Governador de Goiás, Ronaldo Caiado
Rafa Neddermeyer/ Agência Brasil
O Partido Social Democrático (PSD) oficializou o governador de Goiás, Ronaldo Caiado, como seu pré-candidato à Presidência da República para as eleições de 2026. O anúncio, realizado na sede do partido em São Paulo, encerrou semanas de indefinição interna e posicionou Caiado como a aposta da sigla para a disputa nacional. Ao lado do presidente do partido, Gilberto Kassab, o governador apresentou as duas principais bandeiras de sua futura campanha: a anistia aos condenados pelos atos de 8 de janeiro e o endurecimento no combate à criminalidade.
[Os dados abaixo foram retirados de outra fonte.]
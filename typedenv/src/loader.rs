//! Resolution of declared fields against the environment, and the per-type
//! singleton cache.

use std::any::{type_name, TypeId};
use std::collections::HashMap;
use std::sync::{Arc, LazyLock, Mutex, PoisonError};

use crate::annotations::{
    allows_none_type, get_annotated_args, get_usable_type_args, Metadata, TypeExpr,
};
use crate::converters::{Converter, ConverterRegistry};
use crate::declaration::{Declaration, FieldSpec};
use crate::env::{Environment, ProcessEnv};
use crate::error::EnvError;
use crate::instance::ConfigInstance;
use crate::value::Value;

/// Cache slot of one configuration type
type Slot = Arc<Mutex<Option<Arc<ConfigInstance>>>>;

static SINGLETONS: LazyLock<Mutex<HashMap<TypeId, Slot>>> =
    LazyLock::new(|| Mutex::new(HashMap::new()));

/// A configuration type backed by environment variables.
///
/// Usually implemented with `#[derive(EnvLoader)]`; implement
/// [`declaration`](EnvLoader::declaration) by hand to declare types at runtime.
pub trait EnvLoader: 'static {
    /// The fields and options of this type.
    fn declaration() -> Declaration;

    /// The process-wide instance of this type.
    ///
    /// The first call resolves every field from the process environment and
    /// caches the result. Later calls return the cached instance without
    /// reading the environment again. Failures are not cached.
    ///
    /// Concurrent first calls resolve once; the others wait and share the
    /// result. A converter may load other configuration types, but not the
    /// type it is resolving.
    fn load() -> Result<Arc<ConfigInstance>, EnvError> {
        let slot = {
            let mut slots = SINGLETONS.lock().unwrap_or_else(PoisonError::into_inner);
            Arc::clone(slots.entry(TypeId::of::<Self>()).or_default())
        };

        let mut cached = slot.lock().unwrap_or_else(PoisonError::into_inner);
        if let Some(instance) = cached.as_ref() {
            tracing::trace!(config = type_name::<Self>(), "Returning cached configuration");
            return Ok(Arc::clone(instance));
        }

        let instance = Arc::new(Self::resolve_from(&ProcessEnv)?);
        *cached = Some(Arc::clone(&instance));
        Ok(instance)
    }

    /// Resolve a fresh, uncached instance from `env`.
    fn resolve_from<E: Environment + ?Sized>(env: &E) -> Result<ConfigInstance, EnvError> {
        resolve(type_name::<Self>(), &Self::declaration(), env)
    }
}

/// Resolve every field of `declaration` against `env`.
///
/// Fields are processed in declaration order. The first failure aborts the
/// whole resolution.
pub fn resolve<E: Environment + ?Sized>(
    type_name: &str,
    declaration: &Declaration,
    env: &E,
) -> Result<ConfigInstance, EnvError> {
    let registry = declaration.registry();
    let mut instance = ConfigInstance::new(type_name, declaration.is_frozen());

    for (name, value) in declaration.attributes() {
        instance.store(name, value.clone(), false);
    }

    for field in declaration.fields() {
        if !field.is_env_key() {
            if let Some(default) = field.default() {
                instance.store(field.name(), default.clone(), false);
            }
            continue;
        }

        let value = resolve_field(field, &registry, env)?;
        instance.store(field.name(), value, true);
    }

    tracing::debug!(
        config = type_name,
        fields = declaration.fields().len(),
        "Resolved configuration"
    );
    Ok(instance)
}

/// Where a field's raw value came from
enum Raw {
    Missing,
    Default(Value),
    Env(String),
}

/// The nullability, effective type and converter of a field
struct FieldPlan {
    nullable: bool,
    effective: TypeExpr,
    converter: Converter,
}

fn plan_field(field: &FieldSpec, registry: &ConverterRegistry) -> Result<FieldPlan, EnvError> {
    let name = field.name();

    let (declared, inline) = match get_annotated_args(field.type_expr()) {
        Some((base, metadata)) => (base, metadata.iter().find_map(Metadata::as_converter)),
        None => (field.type_expr(), None),
    };

    let nullable = allows_none_type(declared);
    let effective = if nullable {
        match get_usable_type_args(declared).as_slice() {
            [] => return Err(EnvError::unsupported(name, declared)),
            [only] => (*only).clone(),
            many => TypeExpr::union(many.iter().map(|arm| (*arm).clone())),
        }
    } else {
        declared.clone()
    };

    let converter = match inline {
        Some(converter) if converter.target() == &effective || converter.target() == declared => {
            converter.clone()
        }
        Some(converter) => {
            return Err(EnvError::unsupported(
                name,
                format!("{effective} (inline converter produces {})", converter.target()),
            ));
        }
        None => registry
            .get_converter(&effective)
            .or_else(|_| registry.get_converter(declared))
            .map_err(|_| EnvError::unsupported(name, &effective))?
            .clone(),
    };

    Ok(FieldPlan {
        nullable,
        effective,
        converter,
    })
}

fn resolve_field<E: Environment + ?Sized>(
    field: &FieldSpec,
    registry: &ConverterRegistry,
    env: &E,
) -> Result<Value, EnvError> {
    let name = field.name();
    let plan = plan_field(field, registry)?;

    let default = match field.default() {
        Some(value) => Raw::Default(value.clone()),
        None if plan.nullable => Raw::Default(Value::None),
        None => Raw::Missing,
    };

    let raw = match env.get(name) {
        Some(text) => Raw::Env(text),
        None => default,
    };

    let value = match raw {
        Raw::Missing => return Err(EnvError::missing(name)),
        Raw::Default(Value::None) if !plan.nullable => {
            return Err(EnvError::Nullability {
                name: name.to_string(),
            });
        }
        Raw::Default(value) if value.is_none() => {
            tracing::debug!(field = name, source = "none", "Resolved field");
            value
        }
        Raw::Default(value) if value.matches(&plan.effective) => {
            tracing::debug!(field = name, source = "default", "Resolved field");
            value
        }
        Raw::Default(Value::Text(text)) | Raw::Env(text) => {
            tracing::debug!(field = name, source = "environment", "Resolved field");
            plan.converter
                .convert(&text)
                .map_err(|e| EnvError::conversion(name, &plan.effective, e))?
        }
        Raw::Default(other) => {
            return Err(EnvError::Invariant {
                name: name.to_string(),
                message: format!(
                    "{} default does not match declared type {}",
                    other.kind(),
                    plan.effective
                ),
            });
        }
    };

    if let Some(check) = field.check() {
        check(&value).map_err(|e| EnvError::conversion(name, &plan.effective, e))?;
    }
    Ok(value)
}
Em seu primeiro discurso como pré-candidato, Caiado criticou o que chamou de "polarização radicalizada" que limita o país e propôs uma medida para pacificar a nação. "Meu primeiro ato vai ser exatamente a anistia ampla, geral e irrestrita", declarou, afirmando que a medida incluiria todos os envolvidos, inclusive o ex-presidente da República. Segundo ele, essa seria "uma amostra de que, a partir dali", iria "cuidar das pessoas", desativando o clima de confronto.
Outro pilar de sua plataforma será a segurança pública, tema no qual utilizou sua gestão em Goiás como exemplo. "Em Goiás, todos sabem, bandido não se cria", afirmou Caiado, destacando que o estado conseguiu eliminar o "novo cangaço" e zerar os assaltos a carros-fortes. A promessa é levar essa mesma abordagem de combate ao crime organizado para o âmbito federal.
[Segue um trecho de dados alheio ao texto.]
//! Named request-kind predicates

use crate::handler::Request;
use hyper::header::ACCEPT;
use std::collections::HashMap;
use std::fmt;
use std::sync::Arc;

/// Predicate deciding whether a request is of some kind
pub type Detector = Arc<dyn Fn(&Request) -> bool + Send + Sync>;

/// Registry of request-kind detectors
///
/// Comes with `ajax`, `json` and `xml`. Asking about a kind nobody registered
/// is not an error; it simply never matches.
///
/// # Examples
///
/// ```
/// use bytes::Bytes;
/// use reinhardt_flash_middleware::RequestDetectors;
///
/// let detectors = RequestDetectors::new()
///     .register("pjax", |req| req.headers().contains_key("x-pjax"));
///
/// let request = hyper::Request::builder()
///     .uri("/items")
///     .header("X-PJAX", "true")
///     .body(Bytes::new())
///     .unwrap();
///
/// assert!(detectors.is(&request, "pjax"));
/// assert!(!detectors.is(&request, "ajax"));
/// assert!(!detectors.is(&request, "mobile"));
/// ```
#[derive(Clone)]
pub struct RequestDetectors {
	detectors: HashMap<String, Detector>,
}

impl RequestDetectors {
	/// Registry with the built-in detectors
	pub fn new() -> Self {
		Self::empty()
			.register("ajax", is_ajax)
			.register("json", |req: &Request| {
				accepts(req, &["application/json"]) || has_extension(req, "json")
			})
			.register("xml", |req: &Request| {
				accepts(req, &["application/xml", "text/xml"]) || has_extension(req, "xml")
			})
	}

	/// Registry without any detectors
	pub fn empty() -> Self {
		Self {
			detectors: HashMap::new(),
		}
	}

	/// Add or replace a detector
	pub fn register<F>(mut self, kind: impl Into<String>, detector: F) -> Self
	where
		F: Fn(&Request) -> bool + Send + Sync + 'static,
	{
		self.detectors.insert(kind.into(), Arc::new(detector));
		self
	}

	/// Whether `request` is of the given kind
	pub fn is(&self, request: &Request, kind: &str) -> bool {
		match self.detectors.get(kind) {
			Some(detector) => detector(request),
			None => {
				tracing::debug!(kind, "no detector registered for request kind");
				false
			}
		}
	}

	/// Whether `request` matches any of the given kinds
	pub fn is_any<'a>(&self, request: &Request, kinds: impl IntoIterator<Item = &'a str>) -> bool {
		kinds.into_iter().any(|kind| self.is(request, kind))
	}

	/// Registered kind names, sorted
	pub fn kinds(&self) -> Vec<&str> {
		let mut kinds: Vec<&str> = self.detectors.keys().map(String::as_str).collect();
		kinds.sort_unstable();
		kinds
	}
}

impl Default for RequestDetectors {
	fn default() -> Self {
		Self::new()
	}
}

impl fmt::Debug for RequestDetectors {
	fn fmt(&self, f: &mut fmt::Formatter<'_>) -> fmt::Result {
		f.debug_struct("RequestDetectors")
			.field("kinds", &self.kinds())
			.finish()
	}
}

fn is_ajax(request: &Request) -> bool {
	request
		.headers()
		.get("x-requested-with")
		.and_then(|h| h.to_str().ok())
		.is_some_and(|v| v.eq_ignore_ascii_case("XMLHttpRequest"))
}

fn accepts(request: &Request, media_types: &[&str]) -> bool {
	request
		.headers()
		.get_all(ACCEPT)
		.iter()
		.filter_map(|h| h.to_str().ok())
		.flat_map(|h| h.split(','))
		.filter_map(|item| item.split(';').next())
		.map(str::trim)
		.any(|item| {
			media_types
				.iter()
				.any(|media_type| item.eq_ignore_ascii_case(media_type))
		})
}

fn has_extension(request: &Request, extension: &str) -> bool {
	request
		.uri()
		.path()
		.rsplit_once('.')
		.is_some_and(|(stem, ext)| !stem.ends_with('/') && ext.eq_ignore_ascii_case(extension))
}

#[cfg(test)]
mod tests {
	use super::*;
	use bytes::Bytes;
	use rstest::rstest;

	fn request(uri: &str, headers: &[(&str, &str)]) -> Request {
		let mut builder = hyper::Request::builder().uri(uri);
		for (name, value) in headers {
			builder = builder.header(*name, *value);
		}
		builder.body(Bytes::new()).unwrap()
	}

	#[rstest]
	#[case(&[("X-Requested-With", "XMLHttpRequest")], true)]
	#[case(&[("X-Requested-With", "xmlhttprequest")], true)]
	#[case(&[("X-Requested-With", "fetch")], false)]
	#[case(&[], false)]
	fn test_ajax(#[case] headers: &[(&str, &str)], #[case] expected: bool) {
		let detectors = RequestDetectors::new();
		assert_eq!(detectors.is(&request("/", headers), "ajax"), expected);
	}

	#[rstest]
	#[case("/items", &[("Accept", "application/json")], true)]
	#[case("/items", &[("Accept", "text/html, application/json;q=0.9")], true)]
	#[case("/items.json", &[], true)]
	#[case("/items", &[("Accept", "text/html")], false)]
	#[case("/items.jsonp", &[], false)]
	#[case("/.json", &[], false)]
	fn test_json(#[case] uri: &str, #[case] headers: &[(&str, &str)], #[case] expected: bool) {
		let detectors = RequestDetectors::new();
		assert_eq!(detectors.is(&request(uri, headers), "json"), expected);
	}

	#[rstest]
	#[case("/feed", &[("Accept", "text/xml")], true)]
	#[case("/feed.xml", &[], true)]
	#[case("/feed", &[("Accept", "application/json")], false)]
	fn test_xml(#[case] uri: &str, #[case] headers: &[(&str, &str)], #[case] expected: bool) {
		let detectors = RequestDetectors::new();
		assert_eq!(detectors.is(&request(uri, headers), "xml"), expected);
	}

	#[rstest]
	fn test_unknown_kind_never_matches() {
		let detectors = RequestDetectors::empty();
		assert!(!detectors.is(&request("/items.json", &[]), "json"));
		assert!(detectors.kinds().is_empty());
	}

	#[rstest]
	fn test_is_any() {
		let detectors = RequestDetectors::new();
		let req = request("/", &[("X-Requested-With", "XMLHttpRequest")]);
		assert!(detectors.is_any(&req, ["json", "ajax"]));
		assert!(!detectors.is_any(&req, ["json", "xml"]));
	}

	#[rstest]
	fn test_register_replaces() {
		let detectors = RequestDetectors::new().register("ajax", |_: &Request| false);
		let req = request("/", &[("X-Requested-With", "XMLHttpRequest")]);
		assert!(!detectors.is(&req, "ajax"));
		assert_eq!(detectors.kinds(), vec!["ajax", "json", "xml"]);
	}
}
A escolha de Ronaldo Caiado foi resultado de uma disputa interna que ganhou novos contornos após a desistência de um forte concorrente. O governador do Paraná, Ratinho Júnior, que também era cotado, decidiu abandonar a corrida presidencial para permanecer no governo estadual. Essa movimentação fortaleceu a candidatura de Caiado, que superou o último concorrente, o governador do Rio Grande do Sul, Eduardo Leite.
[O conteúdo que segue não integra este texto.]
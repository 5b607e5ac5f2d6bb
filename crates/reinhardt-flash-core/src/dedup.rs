//! Structural deduplication of queued messages

use crate::message::Message;
use std::collections::HashSet;

/// Remove structurally identical messages, keeping the first occurrence
///
/// Two messages are identical when their canonical JSON forms (type, text and
/// sorted params) match. Relative order of the survivors is preserved, so the
/// function is idempotent.
///
/// # Examples
///
/// ```
/// use reinhardt_flash_core::{Message, remove_duplicates};
///
/// let messages = vec![
///     Message::error("Oops"),
///     Message::info("Hi"),
///     Message::error("Oops"),
/// ];
/// let unique = remove_duplicates(messages);
/// assert_eq!(unique, vec![Message::error("Oops"), Message::info("Hi")]);
/// ```
pub fn remove_duplicates(messages: Vec<Message>) -> Vec<Message> {
	let before = messages.len();
	let mut seen = HashSet::with_capacity(before);

	let unique: Vec<Message> = messages
		.into_iter()
		.filter(|message| match serde_json::to_string(message) {
			Ok(key) => seen.insert(key),
			// Unserializable params cannot collide with anything
			Err(_) => true,
		})
		.collect();

	if unique.len() != before {
		tracing::debug!(
			dropped = before - unique.len(),
			"removed duplicate flash messages"
		);
	}

	unique
}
Após o anúncio, Leite criticou a decisão do PSD, afirmando que ela "tende a manter esse ambiente de polarização radicalizada". Embora tenha expressado seu "desencanto" com a forma como a política é conduzida, garantiu que não irá discutir a deliberação do partido e que concluirá seu mandato no Rio Grande do Sul. Por outro lado, Ratinho Júnior elogiou a escolha, afirmando que o PSD apostou em "um homem aprovado como gestor e com trabalho reconhecido nacionalmente".